生産が1994年に始まった時から、合計5,729トンの使用済み燃料がソープで再処理された。

ソープの再処理とそれに付随する業務には、英国、ドイツ、スウェーデン、オランダ、イタリア、スイス、日本、カナダとスペインを含む世界中の9つ以上の国の34の電力会社からの注文を受けて、全体で120億ポンドの注文台帳がある。

我々は、ソープの120億ポンドの注文台帳の道のりの半分以上にまで進んでいる。

多くの先進的な設計と技術に立脚した機能がソープに組み込まれた。
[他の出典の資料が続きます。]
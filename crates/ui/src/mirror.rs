use std::sync::Arc;

use course_core::model::{Course, CourseId, LessonId};
use services::{CourseApi, CourseApiError};
use thiserror::Error;
use tracing::{debug, warn};

use crate::views::Screen;
use crate::vm::{CourseCardVm, CourseDetailVm, map_course_cards};

/// Shown after the current course is completed from the detail screen.
pub const COMPLETED_MESSAGE: &str = "🎉 Congratulations! You completed this course!";

#[derive(Debug, Error)]
#[non_exhaustive]
pub enum MirrorError {
    #[error("no course is selected")]
    NoCourseSelected,
    #[error(transparent)]
    Api(#[from] CourseApiError),
}

/// Client replica of the server's course collection.
///
/// The replica has no write authority: every change is a server call whose
/// returned course replaces the local copy. Nothing is updated optimistically,
/// so a failed call leaves the last known good state in place.
pub struct CourseMirror {
    api: Arc<dyn CourseApi>,
    courses: Vec<Course>,
    screen: Screen,
    status_message: Option<String>,
}

impl CourseMirror {
    #[must_use]
    pub fn new(api: Arc<dyn CourseApi>) -> Self {
        Self {
            api,
            courses: Vec::new(),
            screen: Screen::List,
            status_message: None,
        }
    }

    #[must_use]
    pub fn courses(&self) -> &[Course] {
        &self.courses
    }

    #[must_use]
    pub fn course(&self, course_id: CourseId) -> Option<&Course> {
        self.courses.iter().find(|c| c.id() == course_id)
    }

    #[must_use]
    pub fn screen(&self) -> Screen {
        self.screen
    }

    /// The course on the detail screen, if one is shown.
    #[must_use]
    pub fn current_course(&self) -> Option<&Course> {
        self.screen.course_id().and_then(|id| self.course(id))
    }

    #[must_use]
    pub fn status_message(&self) -> Option<&str> {
        self.status_message.as_deref()
    }

    /// Replace the replica with the server's full collection.
    ///
    /// # Errors
    ///
    /// Returns the API error after logging it; the replica is left untouched.
    pub async fn refresh(&mut self) -> Result<(), MirrorError> {
        match self.api.list_courses().await {
            Ok(courses) => {
                debug!(count = courses.len(), "course replica refreshed");
                self.courses = courses;
                let current = self.screen.course_id();
                if current.is_some_and(|id| self.course(id).is_none()) {
                    self.screen = Screen::List;
                }
                Ok(())
            }
            Err(err) => {
                warn!(error = %err, "failed to refresh courses");
                Err(err.into())
            }
        }
    }

    /// Replace the local copy of `course` wholesale.
    ///
    /// Returns `false` if no local entry has the same id.
    pub fn apply_update(&mut self, course: Course) -> bool {
        match self.courses.iter_mut().find(|c| c.id() == course.id()) {
            Some(slot) => {
                *slot = course;
                true
            }
            None => {
                debug!(course_id = %course.id(), "update for unknown course ignored");
                false
            }
        }
    }

    /// Switch to the detail screen for `course_id`.
    ///
    /// Returns `false` and stays put if the id is not in the replica.
    pub fn select_course(&mut self, course_id: CourseId) -> bool {
        if self.course(course_id).is_none() {
            return false;
        }
        self.screen = Screen::Detail(course_id);
        self.status_message = None;
        true
    }

    /// Return to the list screen.
    pub fn show_list(&mut self) {
        self.screen = Screen::List;
    }

    /// Toggle a lesson of the current course.
    ///
    /// # Errors
    ///
    /// Returns `MirrorError::NoCourseSelected` on the list screen, or the API
    /// error (logged) if the call fails.
    pub async fn toggle_lesson(&mut self, lesson_id: LessonId) -> Result<(), MirrorError> {
        let course_id = self.current_id()?;
        let result = self.api.toggle_lesson(course_id, lesson_id).await;
        self.settle(course_id, result)?;
        Ok(())
    }

    /// Complete the current course.
    ///
    /// Does nothing when the course is already completed.
    ///
    /// # Errors
    ///
    /// Returns `MirrorError::NoCourseSelected` on the list screen, or the API
    /// error (logged) if the call fails.
    pub async fn complete_current(&mut self) -> Result<(), MirrorError> {
        let course_id = self.current_id()?;
        if self.course(course_id).is_some_and(Course::is_completed) {
            return Ok(());
        }
        let result = self.api.complete_course(course_id).await;
        self.settle(course_id, result)?;
        self.status_message = Some(COMPLETED_MESSAGE.to_owned());
        Ok(())
    }

    /// Reset the current course.
    ///
    /// # Errors
    ///
    /// Returns `MirrorError::NoCourseSelected` on the list screen, or the API
    /// error (logged) if the call fails.
    pub async fn reset_current(&mut self) -> Result<(), MirrorError> {
        let course_id = self.current_id()?;
        let result = self.api.reset_course(course_id).await;
        self.settle(course_id, result)?;
        self.status_message = None;
        Ok(())
    }

    #[must_use]
    pub fn course_cards(&self) -> Vec<CourseCardVm> {
        map_course_cards(&self.courses)
    }

    #[must_use]
    pub fn detail(&self) -> Option<CourseDetailVm> {
        self.current_course().map(CourseDetailVm::from)
    }

    fn current_id(&self) -> Result<CourseId, MirrorError> {
        self.screen.course_id().ok_or(MirrorError::NoCourseSelected)
    }

    fn settle(
        &mut self,
        course_id: CourseId,
        result: Result<Course, CourseApiError>,
    ) -> Result<(), MirrorError> {
        match result {
            Ok(course) => {
                self.apply_update(course);
                Ok(())
            }
            Err(err) => {
                warn!(course_id = %course_id, error = %err, "course update failed");
                Err(err.into())
            }
        }
    }
}

#[cfg(test)]
mod tests {
    use super::*;

    use std::sync::atomic::{AtomicBool, Ordering};

    use async_trait::async_trait;
    use course_core::model::CourseDraft;
    use services::{CourseService, CourseServiceError, StatusCode};
    use storage::repository::InMemoryRepository;

    use crate::vm::progress_percent;

    /// Answers from an in-process store. When offline, responses are dropped
    /// after the store has handled the call.
    struct LocalApi {
        service: CourseService,
        offline: AtomicBool,
    }

    impl LocalApi {
        fn seeded() -> Arc<Self> {
            Arc::new(Self {
                service: CourseService::new(Arc::new(InMemoryRepository::seeded())),
                offline: AtomicBool::new(false),
            })
        }

        fn set_offline(&self, offline: bool) {
            self.offline.store(offline, Ordering::SeqCst);
        }

        fn answer<T>(&self, result: Result<T, CourseServiceError>) -> Result<T, CourseApiError> {
            if self.offline.load(Ordering::SeqCst) {
                return Err(CourseApiError::HttpStatus(StatusCode::SERVICE_UNAVAILABLE));
            }
            result.map_err(|err| CourseApiError::Rejected {
                status: if err.is_not_found() {
                    StatusCode::NOT_FOUND
                } else {
                    StatusCode::BAD_REQUEST
                },
                message: err.to_string(),
            })
        }
    }

    #[async_trait]
    impl CourseApi for LocalApi {
        async fn list_courses(&self) -> Result<Vec<Course>, CourseApiError> {
            self.answer(self.service.list_courses().await)
        }

        async fn get_course(&self, course_id: CourseId) -> Result<Course, CourseApiError> {
            self.answer(self.service.get_course(course_id).await)
        }

        async fn create_course(&self, draft: &CourseDraft) -> Result<Course, CourseApiError> {
            self.answer(self.service.create_course(draft.clone()).await)
        }

        async fn delete_course(&self, course_id: CourseId) -> Result<Course, CourseApiError> {
            self.answer(self.service.delete_course(course_id).await)
        }

        async fn toggle_lesson(
            &self,
            course_id: CourseId,
            lesson_id: LessonId,
        ) -> Result<Course, CourseApiError> {
            self.answer(self.service.toggle_lesson(course_id, lesson_id).await)
        }

        async fn complete_course(&self, course_id: CourseId) -> Result<Course, CourseApiError> {
            self.answer(self.service.complete_course(course_id).await)
        }

        async fn reset_course(&self, course_id: CourseId) -> Result<Course, CourseApiError> {
            self.answer(self.service.reset_course(course_id).await)
        }
    }

    async fn loaded_mirror(api: &Arc<LocalApi>) -> CourseMirror {
        let handle: Arc<dyn CourseApi> = Arc::clone(api) as Arc<dyn CourseApi>;
        let mut mirror = CourseMirror::new(handle);
        mirror.refresh().await.unwrap();
        mirror
    }

    #[tokio::test]
    async fn refresh_failure_keeps_previous_replica() {
        let api = LocalApi::seeded();
        let mut mirror = loaded_mirror(&api).await;
        let before = mirror.courses().to_vec();

        api.service.complete_course(CourseId::new(1)).await.unwrap();
        api.set_offline(true);
        assert!(mirror.refresh().await.is_err());
        assert_eq!(mirror.courses(), before.as_slice());

        api.set_offline(false);
        mirror.refresh().await.unwrap();
        assert!(mirror.courses()[0].is_completed());
    }

    #[tokio::test]
    async fn selection_requires_known_course() {
        let api = LocalApi::seeded();
        let mut mirror = loaded_mirror(&api).await;

        assert!(!mirror.select_course(CourseId::new(40)));
        assert_eq!(mirror.screen(), Screen::List);

        assert!(mirror.select_course(CourseId::new(2)));
        assert_eq!(mirror.screen(), Screen::Detail(CourseId::new(2)));
        assert_eq!(mirror.current_course().unwrap().title(), "Web Design Basics");

        mirror.show_list();
        assert_eq!(mirror.screen(), Screen::List);
        assert!(mirror.detail().is_none());
    }

    #[tokio::test]
    async fn actions_need_a_selected_course() {
        let api = LocalApi::seeded();
        let mut mirror = loaded_mirror(&api).await;
        let err = mirror.toggle_lesson(LessonId::new(1)).await.unwrap_err();
        assert!(matches!(err, MirrorError::NoCourseSelected));
    }

    #[tokio::test]
    async fn toggle_replaces_local_copy_with_server_course() {
        let api = LocalApi::seeded();
        let mut mirror = loaded_mirror(&api).await;
        mirror.select_course(CourseId::new(1));

        mirror.toggle_lesson(LessonId::new(1)).await.unwrap();
        let current = mirror.current_course().unwrap();
        assert_eq!(progress_percent(current), 20);
        assert_eq!(
            current,
            &api.service.get_course(CourseId::new(1)).await.unwrap()
        );
    }

    #[tokio::test]
    async fn failed_toggle_leaves_replica_untouched() {
        let api = LocalApi::seeded();
        let mut mirror = loaded_mirror(&api).await;
        mirror.select_course(CourseId::new(1));
        let before = mirror.current_course().cloned();

        let err = mirror.toggle_lesson(LessonId::new(12)).await.unwrap_err();
        assert!(matches!(err, MirrorError::Api(ref e) if e.is_not_found()));
        assert_eq!(mirror.current_course().cloned(), before);

        api.set_offline(true);
        assert!(mirror.toggle_lesson(LessonId::new(1)).await.is_err());
        assert_eq!(mirror.current_course().cloned(), before);
    }

    #[tokio::test]
    async fn complete_sets_status_and_skips_completed_course() {
        let api = LocalApi::seeded();
        let mut mirror = loaded_mirror(&api).await;
        mirror.select_course(CourseId::new(4));

        mirror.complete_current().await.unwrap();
        assert_eq!(mirror.status_message(), Some(COMPLETED_MESSAGE));
        let detail = mirror.detail().unwrap();
        assert_eq!(detail.progress, 100);
        assert_eq!(detail.complete_button_label, "✓ Course Completed");

        // Already completed: no request goes out, so being offline is harmless.
        api.set_offline(true);
        mirror.complete_current().await.unwrap();

        mirror.select_course(CourseId::new(4));
        assert_eq!(mirror.status_message(), None);
    }

    #[tokio::test]
    async fn apply_update_ignores_unknown_course() {
        let api = LocalApi::seeded();
        let mut mirror = loaded_mirror(&api).await;
        let stranger = Course::new(CourseId::new(77), "Ghost", "Not here", Vec::new());
        assert!(!mirror.apply_update(stranger));
        assert_eq!(mirror.courses().len(), 4);
    }

    #[tokio::test]
    async fn refresh_drops_detail_screen_for_deleted_course() {
        let api = LocalApi::seeded();
        let mut mirror = loaded_mirror(&api).await;
        mirror.select_course(CourseId::new(3));

        api.service.delete_course(CourseId::new(3)).await.unwrap();
        mirror.refresh().await.unwrap();
        assert_eq!(mirror.screen(), Screen::List);
        assert_eq!(mirror.course_cards().len(), 3);
    }
}
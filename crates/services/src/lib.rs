#![forbid(unsafe_code)]

pub mod course_api;
pub mod course_service;
pub mod error;

pub use course_core::Clock;

pub use course_api::{CourseApi, HealthStatus, HttpCourseApi};
pub use course_service::CourseService;
pub use error::{CourseApiError, CourseServiceError};
pub use reqwest::StatusCode;
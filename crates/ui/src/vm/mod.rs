mod course_vm;
mod progress;

pub use course_vm::{CourseCardVm, CourseDetailVm, LessonRowVm, map_course_cards};
pub use progress::progress_percent;
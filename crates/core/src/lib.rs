#![forbid(unsafe_code)]

pub mod envelope;
pub mod model;
pub mod time;

pub use envelope::Envelope;
pub use time::Clock;
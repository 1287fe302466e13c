use course_core::Clock;
use services::CourseService;
use storage::repository::Storage;

/// Shared handler state. Cloned per request; the store behind it is shared.
#[derive(Clone)]
pub struct AppState {
    pub courses: CourseService,
    pub clock: Clock,
}

impl AppState {
    #[must_use]
    pub fn new(storage: &Storage, clock: Clock) -> Self {
        Self {
            courses: CourseService::new(std::sync::Arc::clone(&storage.courses)),
            clock,
        }
    }
}
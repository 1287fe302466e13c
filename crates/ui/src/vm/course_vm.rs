use course_core::model::{Course, CourseId, Lesson, LessonId};

use crate::vm::progress::progress_percent;

/// UI-ready representation of a course on the list screen.
#[derive(Clone, Debug, PartialEq, Eq)]
pub struct CourseCardVm {
    pub id: CourseId,
    pub title: String,
    pub description: String,
    pub lesson_count_label: String,
    pub progress: u8,
    pub badge_label: String,
    pub badge_completed: bool,
}

impl From<&Course> for CourseCardVm {
    fn from(course: &Course) -> Self {
        let progress = progress_percent(course);
        let badge_completed = progress == 100;
        let badge_label = if badge_completed {
            "✓ Completed".to_owned()
        } else {
            format!("{progress}%")
        };
        Self {
            id: course.id(),
            title: course.title().to_owned(),
            description: course.description().to_owned(),
            lesson_count_label: format!("{} Lessons", course.lessons().len()),
            progress,
            badge_label,
            badge_completed,
        }
    }
}

#[must_use]
pub fn map_course_cards(courses: &[Course]) -> Vec<CourseCardVm> {
    courses.iter().map(CourseCardVm::from).collect()
}

/// One checklist row on the detail screen.
#[derive(Clone, Debug, PartialEq, Eq)]
pub struct LessonRowVm {
    pub id: LessonId,
    pub heading: String,
    pub content: String,
    pub checked: bool,
}

impl From<&Lesson> for LessonRowVm {
    fn from(lesson: &Lesson) -> Self {
        Self {
            id: lesson.id(),
            heading: format!("Lesson {}: {}", lesson.id(), lesson.title()),
            content: lesson.content().to_owned(),
            checked: lesson.is_completed(),
        }
    }
}

/// Everything the detail screen renders for one course.
#[derive(Clone, Debug, PartialEq, Eq)]
pub struct CourseDetailVm {
    pub id: CourseId,
    pub title: String,
    pub description: String,
    pub progress: u8,
    pub lessons: Vec<LessonRowVm>,
    pub complete_button_label: &'static str,
    pub complete_button_enabled: bool,
}

impl From<&Course> for CourseDetailVm {
    fn from(course: &Course) -> Self {
        let completed = course.is_completed();
        Self {
            id: course.id(),
            title: course.title().to_owned(),
            description: course.description().to_owned(),
            progress: progress_percent(course),
            lessons: course.lessons().iter().map(LessonRowVm::from).collect(),
            complete_button_label: if completed {
                "✓ Course Completed"
            } else {
                "Mark Course as Completed"
            },
            complete_button_enabled: !completed,
        }
    }
}

#[cfg(test)]
mod tests {
    use super::*;

    fn sample() -> Course {
        Course::new(
            CourseId::new(2),
            "Web Design Basics",
            "Responsive sites",
            vec![
                Lesson::new(LessonId::new(1), "HTML Structure", "Foundations", true),
                Lesson::new(LessonId::new(2), "CSS Styling", "Looks", false),
            ],
        )
    }

    #[test]
    fn card_shows_percentage_until_complete() {
        let mut course = sample();
        let card = CourseCardVm::from(&course);
        assert_eq!(card.lesson_count_label, "2 Lessons");
        assert_eq!(card.badge_label, "50%");
        assert!(!card.badge_completed);

        course.mark_completed();
        let card = CourseCardVm::from(&course);
        assert_eq!(card.badge_label, "✓ Completed");
        assert!(card.badge_completed);
    }

    #[test]
    fn detail_rows_mirror_lessons() {
        let detail = CourseDetailVm::from(&sample());
        assert_eq!(detail.lessons[0].heading, "Lesson 1: HTML Structure");
        assert!(detail.lessons[0].checked);
        assert!(!detail.lessons[1].checked);
        assert_eq!(detail.complete_button_label, "Mark Course as Completed");
        assert!(detail.complete_button_enabled);
    }
}
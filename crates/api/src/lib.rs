//! HTTP surface for the course store.
//!
//! Every response body is an [`Envelope`](course_core::Envelope). Failures
//! are mapped to status codes in [`error::ApiError`].

#![forbid(unsafe_code)]

pub mod error;
pub mod handlers;
pub mod router;
pub mod state;

pub use error::ApiError;
pub use router::{router, serve};
pub use state::AppState;
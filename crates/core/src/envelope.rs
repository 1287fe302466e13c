//! Uniform response wrapper shared by the HTTP server and its clients.

use serde::{Deserialize, Serialize};

/// `{ success, message?, data? }`; absent fields are omitted on the wire.
#[derive(Debug, Clone, PartialEq, Eq, Serialize, Deserialize)]
pub struct Envelope<T> {
    pub success: bool,
    #[serde(skip_serializing_if = "Option::is_none")]
    pub message: Option<String>,
    #[serde(skip_serializing_if = "Option::is_none")]
    pub data: Option<T>,
    #[serde(skip_serializing_if = "Option::is_none")]
    pub timestamp: Option<String>,
}

impl<T> Envelope<T> {
    #[must_use]
    pub fn ok(data: T) -> Self {
        Self {
            success: true,
            message: None,
            data: Some(data),
            timestamp: None,
        }
    }

    #[must_use]
    pub fn with_message(mut self, message: impl Into<String>) -> Self {
        self.message = Some(message.into());
        self
    }
}

impl Envelope<()> {
    /// A failure envelope carrying only a message.
    #[must_use]
    pub fn failure(message: impl Into<String>) -> Self {
        Self {
            success: false,
            message: Some(message.into()),
            data: None,
            timestamp: None,
        }
    }

    /// A success envelope with a message and timestamp but no payload.
    #[must_use]
    pub fn status(message: impl Into<String>, timestamp: String) -> Self {
        Self {
            success: true,
            message: Some(message.into()),
            data: None,
            timestamp: Some(timestamp),
        }
    }
}
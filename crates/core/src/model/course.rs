use serde::{Deserialize, Serialize};
use thiserror::Error;

use crate::model::completion::{derive_course_completion, force_lesson_completion};
use crate::model::ids::{CourseId, LessonId};

//
// ─── ERRORS ────────────────────────────────────────────────────────────────────
//

#[derive(Debug, Error, Clone, PartialEq, Eq)]
#[non_exhaustive]
pub enum CourseError {
    #[error("lesson {0} not found")]
    LessonNotFound(LessonId),
}

//
// ─── LESSON ────────────────────────────────────────────────────────────────────
//

/// A single unit of content inside a course.
#[derive(Debug, Clone, PartialEq, Eq, Serialize, Deserialize)]
pub struct Lesson {
    id: LessonId,
    title: String,
    content: String,
    completed: bool,
}

impl Lesson {
    #[must_use]
    pub fn new(
        id: LessonId,
        title: impl Into<String>,
        content: impl Into<String>,
        completed: bool,
    ) -> Self {
        Self {
            id,
            title: title.into(),
            content: content.into(),
            completed,
        }
    }

    #[must_use]
    pub fn id(&self) -> LessonId {
        self.id
    }

    #[must_use]
    pub fn title(&self) -> &str {
        &self.title
    }

    #[must_use]
    pub fn content(&self) -> &str {
        &self.content
    }

    #[must_use]
    pub fn is_completed(&self) -> bool {
        self.completed
    }

    pub(crate) fn set_completed(&mut self, completed: bool) {
        self.completed = completed;
    }
}

//
// ─── COURSE ────────────────────────────────────────────────────────────────────
//

/// A mutation the store can apply to a course in place.
#[derive(Debug, Clone, Copy, PartialEq, Eq)]
pub enum CourseMutation {
    /// Flip one lesson, then recompute the course flag from the lessons.
    ToggleLesson(LessonId),
    /// Mark the course completed and force every lesson completed.
    Complete,
    /// Mark the course incomplete and force every lesson incomplete.
    Reset,
}

/// A course with its ordered lessons.
///
/// `completed` is stored rather than computed on read: a course without
/// lessons can still be marked completed explicitly.
#[derive(Debug, Clone, PartialEq, Eq, Serialize, Deserialize)]
pub struct Course {
    id: CourseId,
    title: String,
    description: String,
    lessons: Vec<Lesson>,
    completed: bool,
}

impl Course {
    /// Creates a course. New courses always start incomplete, whatever
    /// state the supplied lessons carry.
    #[must_use]
    pub fn new(
        id: CourseId,
        title: impl Into<String>,
        description: impl Into<String>,
        lessons: Vec<Lesson>,
    ) -> Self {
        Self {
            id,
            title: title.into(),
            description: description.into(),
            lessons,
            completed: false,
        }
    }

    #[must_use]
    pub fn id(&self) -> CourseId {
        self.id
    }

    #[must_use]
    pub fn title(&self) -> &str {
        &self.title
    }

    #[must_use]
    pub fn description(&self) -> &str {
        &self.description
    }

    #[must_use]
    pub fn lessons(&self) -> &[Lesson] {
        &self.lessons
    }

    #[must_use]
    pub fn is_completed(&self) -> bool {
        self.completed
    }

    #[must_use]
    pub fn completed_lesson_count(&self) -> usize {
        self.lessons.iter().filter(|l| l.completed).count()
    }

    /// Flip a lesson's completion and recompute the course flag.
    ///
    /// Returns the lesson's new state.
    ///
    /// # Errors
    ///
    /// Returns `CourseError::LessonNotFound` if no lesson has `lesson_id`;
    /// the course is left untouched.
    pub fn toggle_lesson(&mut self, lesson_id: LessonId) -> Result<bool, CourseError> {
        let lesson = self
            .lessons
            .iter_mut()
            .find(|l| l.id == lesson_id)
            .ok_or(CourseError::LessonNotFound(lesson_id))?;
        lesson.completed = !lesson.completed;
        let now_completed = lesson.completed;

        self.completed = derive_course_completion(&self.lessons);
        Ok(now_completed)
    }

    /// Mark the course completed and force every lesson completed.
    pub fn mark_completed(&mut self) {
        self.completed = true;
        force_lesson_completion(&mut self.lessons, true);
    }

    /// Mark the course incomplete and force every lesson incomplete.
    pub fn reset(&mut self) {
        self.completed = false;
        force_lesson_completion(&mut self.lessons, false);
    }

    /// Apply a mutation in place.
    ///
    /// # Errors
    ///
    /// Propagates `CourseError` from [`Course::toggle_lesson`].
    pub fn apply(&mut self, mutation: CourseMutation) -> Result<(), CourseError> {
        match mutation {
            CourseMutation::ToggleLesson(lesson_id) => {
                self.toggle_lesson(lesson_id)?;
            }
            CourseMutation::Complete => self.mark_completed(),
            CourseMutation::Reset => self.reset(),
        }
        Ok(())
    }
}

//
// ─── TESTS ─────────────────────────────────────────────────────────────────────
//
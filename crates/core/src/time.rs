use chrono::{DateTime, SecondsFormat, Utc};

/// A simple clock abstraction for deterministic time in services and tests.
#[derive(Debug, Clone, Copy, Default)]
pub enum Clock {
    #[default]
    Default,
    Fixed(DateTime<Utc>),
}

impl Clock {
    /// Returns a clock that uses the current system time.
    #[must_use]
    pub fn default_clock() -> Self {
        Self::Default
    }

    /// Returns a clock fixed at the given timestamp.
    #[must_use]
    pub fn fixed(at: DateTime<Utc>) -> Self {
        Self::Fixed(at)
    }

    /// Returns the current time according to the clock.
    #[must_use]
    pub fn now(&self) -> DateTime<Utc> {
        match self {
            Clock::Default => Utc::now(),
            Clock::Fixed(t) => *t,
        }
    }

    /// Current time as an ISO-8601 string with millisecond precision.
    #[must_use]
    pub fn timestamp(&self) -> String {
        self.now().to_rfc3339_opts(SecondsFormat::Millis, true)
    }
}

/// Deterministic timestamp for tests and examples (2023-11-14T22:13:20Z).
pub const FIXED_TEST_TIMESTAMP: i64 = 1_700_000_000;

/// Returns a deterministic `DateTime<Utc>` for tests and doc examples.
///
/// # Panics
///
/// Panics if the fixed timestamp cannot be represented.
#[must_use]
pub fn fixed_now() -> DateTime<Utc> {
    DateTime::<Utc>::from_timestamp(FIXED_TEST_TIMESTAMP, 0)
        .expect("fixed timestamp should be valid")
}

/// Returns a `Clock` fixed at the deterministic test timestamp.
#[must_use]
pub fn fixed_clock() -> Clock {
    Clock::fixed(fixed_now())
}

#[cfg(test)]
mod tests {
    use super::*;

    #[test]
    fn fixed_clock_formats_iso_timestamp() {
        assert_eq!(fixed_clock().timestamp(), "2023-11-14T22:13:20.000Z");
    }
}
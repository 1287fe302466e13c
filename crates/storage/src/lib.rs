#![forbid(unsafe_code)]

pub mod repository;
pub mod seed;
主な生産段階は、配管や容器の破損事故の場合でも全ての放射性物質が安全に封じ込められることを保証するために、完全に密閉され防護壁で囲まれた部屋またはセルの内部に置かれている。

ソープの供給清澄セルは、放射性の漏えい物を閉じ込めるように設計されていて、そのような漏えい物を元に戻す機能を備えている。セルの床にはステンレス鋼で内張りされた堤で囲まれた区域と汚水だめがあり、その内に溶液は閉じ込められる。設置された蒸気排出機は、溶液をうまくセルの床から持ち上げ、処理工程の容器に戻している。

セルの床の上に流出した溶解液は、硝酸に溶けた使用済み燃料の溶液である。

供給清澄セルの主な目的は2つある−溶解液は、まず細かい微粒子状の物質を取り除くために遠心分離される、それから、計量タンクで重量が測られる。これらの行程は、配管、容器及び遠心分離機で行われ、それらは完全に密閉されたセル内に保持されている。そのセルは、配管や容器などからの溶液漏えい事故の際に、放射線の遮蔽と第2次レベルの閉じ込めの機能を果たす。

破損配管を検査し、ソープをどのように再開するかで合意するために組織されたプロジェクト・グループは、影響を受けたタンク周りの仕事や破損部分の修理または取り替えを含む可能な解決策を検討した。いったん好ましいオプションが選ばれたならば、それは原子力廃止措置機関(NDA)と当社の監査委員会とで共に進められるであろう。